# Keystore Security Instruction

# Keystore file

The account keystore file is your unique private key and a encrypted file that is used to sign transactions. It allows you to store the key in an encrypted manner.

This approach combines security (an attacker needs the account keystore file and your password to steal your assets) and ease of use (you only need the account keystore file and password to access the assets).


If the private key is lost, it means you cant no longer sign the transaction, and your assets are permanently locked up in your account.

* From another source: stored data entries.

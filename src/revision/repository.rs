use crate::error::{Result, SetupError};
use crate::revision::RevisionSource;
use git2::Repository as Git2Repo;
use std::path::Path;

/// Reads the HEAD commit through libgit2 instead of the `git` binary
#[derive(Debug, Clone, Copy, Default)]
pub struct Git2RevisionSource;

impl RevisionSource for Git2RevisionSource {
    fn head_revision(&self, work_dir: &Path) -> Result<String> {
        let repo = Git2Repo::open(work_dir)?;

        let head = repo
            .head()
            .map_err(|e| SetupError::revision(format!("Cannot resolve HEAD: {}", e)))?;

        let commit = head
            .peel_to_commit()
            .map_err(|e| SetupError::revision(format!("HEAD is not a commit: {}", e)))?;

        Ok(commit.id().to_string())
    }
}

#[cfg(test)]
mod tests {
    use super::*;
    use tempfile::TempDir;

    #[test]
    fn test_not_a_repository() {
        let dir = TempDir::new().unwrap();
        assert!(Git2RevisionSource.head_revision(dir.path()).is_err());
    }

    #[test]
    fn test_unborn_head_is_an_error() {
        let dir = TempDir::new().unwrap();
        Git2Repo::init(dir.path()).unwrap();

        let err = Git2RevisionSource.head_revision(dir.path()).unwrap_err();
        assert!(err.to_string().contains("HEAD"));
    }

    #[test]
    fn test_reads_head_commit() {
        let dir = TempDir::new().unwrap();
        let repo = Git2Repo::init(dir.path()).unwrap();

        let sig = git2::Signature::now("Test", "test@example.com").unwrap();
        let tree_id = repo.index().unwrap().write_tree().unwrap();
        let tree = repo.find_tree(tree_id).unwrap();
        let oid = repo
            .commit(Some("HEAD"), &sig, &sig, "initial", &tree, &[])
            .unwrap();

        let revision = Git2RevisionSource.head_revision(dir.path()).unwrap();
        assert_eq!(revision, oid.to_string());
        assert_eq!(revision.len(), 40);
    }
}
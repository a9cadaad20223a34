//! Package manifest handed to the host packaging tool.

use serde::{Deserialize, Serialize};
use std::collections::BTreeMap;
use std::fs;
use std::path::Path;

use crate::config::BuildConfig;
use crate::domain::VersionInfo;
use crate::error::{Result, SetupError};

/// Everything the packaging tool needs to build the distribution.
///
/// `version` is the base version, as published on the package index;
/// `full_version` carries the dev and revision decoration for reference.
#[derive(Debug, Clone, PartialEq, Serialize, Deserialize)]
pub struct PackageManifest {
    pub name: String,
    pub version: String,
    pub full_version: String,
    pub author: String,
    pub author_email: String,
    pub description: String,
    pub long_description: String,
    pub license: String,
    pub url: String,
    pub platforms: Vec<String>,
    pub classifiers: Vec<String>,
    pub packages: Vec<String>,
    pub zip_safe: bool,
    pub include_package_data: bool,
    pub package_dir: BTreeMap<String, String>,
    pub package_data: BTreeMap<String, Vec<String>>,
}

impl PackageManifest {
    /// Assemble the manifest from configuration and the values computed during the build.
    pub fn assemble(
        config: &BuildConfig,
        version: &VersionInfo,
        packages: Vec<String>,
        package_data: Vec<String>,
        long_description: String,
    ) -> Self {
        let metadata = &config.metadata;

        let mut data = BTreeMap::new();
        data.insert(metadata.name.clone(), package_data);

        PackageManifest {
            name: metadata.name.clone(),
            version: version.short_version.clone(),
            full_version: version.full_version.clone(),
            author: metadata.author.clone(),
            author_email: metadata.author_email.clone(),
            description: metadata.description.clone(),
            long_description,
            license: metadata.license.clone(),
            url: metadata.url.clone(),
            platforms: metadata.platforms.clone(),
            classifiers: metadata.classifiers.clone(),
            packages,
            zip_safe: false,
            include_package_data: true,
            package_dir: config.packages.package_dir.clone(),
            package_data: data,
        }
    }

    /// TOML rendering of the manifest.
    pub fn to_toml(&self) -> Result<String> {
        Ok(toml::to_string_pretty(self)?)
    }

    /// Write the manifest to `path`, creating parent directories as needed.
    pub fn write(&self, path: &Path) -> Result<()> {
        if let Some(parent) = path.parent().filter(|p| !p.as_os_str().is_empty()) {
            fs::create_dir_all(parent)?;
        }
        fs::write(path, self.to_toml()?)?;
        tracing::info!(path = %path.display(), "wrote package manifest");
        Ok(())
    }

    /// Read a manifest written by [PackageManifest::write].
    pub fn load(path: &Path) -> Result<Self> {
        let text = fs::read_to_string(path)?;
        toml::from_str(&text)
            .map_err(|e| SetupError::manifest(format!("Invalid manifest {}: {}", path.display(), e)))
    }
}

/// Full text of the README used as the long description.
///
/// # Errors
/// * `Readme` - if the file is missing or unreadable
pub fn read_long_description(path: &Path) -> Result<String> {
    fs::read_to_string(path).map_err(|source| SetupError::Readme {
        path: path.to_path_buf(),
        source,
    })
}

So, please keep your private key and account keystore file! Do not disclose your private key and account keystore file password to others!

Keystore file format:

   "account_address" : "T800002276a7d58218ac4978733e5cca927a7d86cb7c87",
   "address" : "2276a7d58218ac4978733e5cca927a7d86cb7c87",
   "crypto" : {
      "cipher" : "aes-128-ctr",
      "cipherparams" : {
         "iv" : "09dade6d3ce2741794e49d65f8dd65a4"
      "ciphertext" : "a45fd491c32ad271039883ed4084e18c57e12cd2c21af1522fe94ba8313634a3",
      "kdf" : "scrypt",
      "kdfparams" : {
         "dklen" : 32,
         "n" : 262144,
         "p" : 1,
         "r" : 8,
         "salt" : "9ed2bcb3349392765fec47bb20776cdb69e0e3a4d19d26da65f9371f83cfc2b5"
      "mac" : "da83cf03746166c877bf319d6371c7f54d518c48c99b1782fdad56e343b812f6"
   "hint" : "",
   "id" : "568498c9-889b-a26d-fa01-bc9a67ffc472",
   "key_type" : "owner",
   "public_key" : "9b473e552fd05ed2e39d4d3af18367cc98859d50a3eb93805e4706b6b86310c83a2c4e847b662266330cef4cfb7c595ad655ab6a18d86708fe7bc00b589a3a68",
   "version" : 3

# Generate Keystore File

  1. Generate the original private key and perform hexadecimal encoding on the original data.

  2. Generate 32-byte salt.

  3. Generate AES 32-byte encryption key. Where: Kdf algorithm is scrypt, hash algorithm is SHA3-256, with the password, to generate the encryption key.

  4. Generate AES 16-byte iv.

  5. Generate ciphertext. Encryption algorithm is AES128, encryption mode is CTR_Mode.

  6. Calculate 32 byte MAC, the last 16 bytes of aes_key are spliced with the encrypted ciphertext, and then hash (SHA3-256) the spliced data.

  7. Write the above data to the file.